---- Material for this task

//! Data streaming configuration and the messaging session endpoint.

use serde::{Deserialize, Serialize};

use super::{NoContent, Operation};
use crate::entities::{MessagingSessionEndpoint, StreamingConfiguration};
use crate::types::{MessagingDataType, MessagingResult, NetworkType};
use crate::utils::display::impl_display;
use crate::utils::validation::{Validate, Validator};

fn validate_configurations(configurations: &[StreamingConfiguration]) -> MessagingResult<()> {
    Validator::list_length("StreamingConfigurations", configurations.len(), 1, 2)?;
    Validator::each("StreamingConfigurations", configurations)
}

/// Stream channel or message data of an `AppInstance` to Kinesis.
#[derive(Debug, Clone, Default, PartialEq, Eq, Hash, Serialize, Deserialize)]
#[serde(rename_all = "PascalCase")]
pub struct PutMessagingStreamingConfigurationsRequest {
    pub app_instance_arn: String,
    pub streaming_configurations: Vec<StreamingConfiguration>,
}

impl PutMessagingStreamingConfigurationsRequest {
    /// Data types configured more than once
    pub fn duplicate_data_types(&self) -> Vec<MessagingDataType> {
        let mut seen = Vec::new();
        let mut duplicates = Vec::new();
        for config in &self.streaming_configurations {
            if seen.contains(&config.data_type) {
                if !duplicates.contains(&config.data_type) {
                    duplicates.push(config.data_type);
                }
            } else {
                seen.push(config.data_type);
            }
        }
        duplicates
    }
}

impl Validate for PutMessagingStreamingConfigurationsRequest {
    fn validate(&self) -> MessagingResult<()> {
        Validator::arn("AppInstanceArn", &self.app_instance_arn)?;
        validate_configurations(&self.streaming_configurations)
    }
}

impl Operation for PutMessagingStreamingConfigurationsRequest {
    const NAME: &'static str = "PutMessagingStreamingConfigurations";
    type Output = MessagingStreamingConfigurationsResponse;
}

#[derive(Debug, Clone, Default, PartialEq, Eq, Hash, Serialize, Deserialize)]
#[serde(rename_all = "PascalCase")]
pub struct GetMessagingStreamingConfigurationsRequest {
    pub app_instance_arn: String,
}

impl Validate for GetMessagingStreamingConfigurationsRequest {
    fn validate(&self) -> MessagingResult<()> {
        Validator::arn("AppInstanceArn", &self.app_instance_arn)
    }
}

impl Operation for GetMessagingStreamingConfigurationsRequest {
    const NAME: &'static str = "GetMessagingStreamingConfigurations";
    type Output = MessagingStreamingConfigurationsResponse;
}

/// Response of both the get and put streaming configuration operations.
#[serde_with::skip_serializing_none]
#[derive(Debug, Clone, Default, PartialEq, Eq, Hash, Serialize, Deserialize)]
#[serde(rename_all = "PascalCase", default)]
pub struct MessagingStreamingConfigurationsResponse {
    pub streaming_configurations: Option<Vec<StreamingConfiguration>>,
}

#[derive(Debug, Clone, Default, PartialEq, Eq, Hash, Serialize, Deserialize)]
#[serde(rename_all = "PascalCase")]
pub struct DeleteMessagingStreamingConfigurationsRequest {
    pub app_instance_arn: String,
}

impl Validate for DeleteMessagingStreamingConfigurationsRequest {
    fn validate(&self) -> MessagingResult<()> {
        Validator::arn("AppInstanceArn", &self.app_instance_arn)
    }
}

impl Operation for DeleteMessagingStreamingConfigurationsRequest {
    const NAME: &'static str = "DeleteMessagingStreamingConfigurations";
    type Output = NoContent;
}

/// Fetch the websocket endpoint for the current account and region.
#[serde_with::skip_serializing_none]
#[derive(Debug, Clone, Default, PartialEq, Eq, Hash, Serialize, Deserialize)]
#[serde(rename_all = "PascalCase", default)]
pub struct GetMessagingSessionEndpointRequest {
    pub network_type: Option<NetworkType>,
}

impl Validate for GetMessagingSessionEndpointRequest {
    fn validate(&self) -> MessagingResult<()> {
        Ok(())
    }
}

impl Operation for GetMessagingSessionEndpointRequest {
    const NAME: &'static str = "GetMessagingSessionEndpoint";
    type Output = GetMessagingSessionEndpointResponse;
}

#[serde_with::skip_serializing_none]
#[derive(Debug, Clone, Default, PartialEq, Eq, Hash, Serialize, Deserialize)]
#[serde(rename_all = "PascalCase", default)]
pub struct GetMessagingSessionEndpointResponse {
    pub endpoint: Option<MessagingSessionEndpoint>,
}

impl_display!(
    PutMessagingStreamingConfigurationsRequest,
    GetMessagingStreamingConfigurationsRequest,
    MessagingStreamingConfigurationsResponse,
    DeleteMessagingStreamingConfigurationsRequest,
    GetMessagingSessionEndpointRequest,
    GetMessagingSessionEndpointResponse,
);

--------

### What you should do
Nothing but a number is wanted: report how many lines in the entries above contain the string "GetMessagingSessionEndpointResponse".

### Expected output
3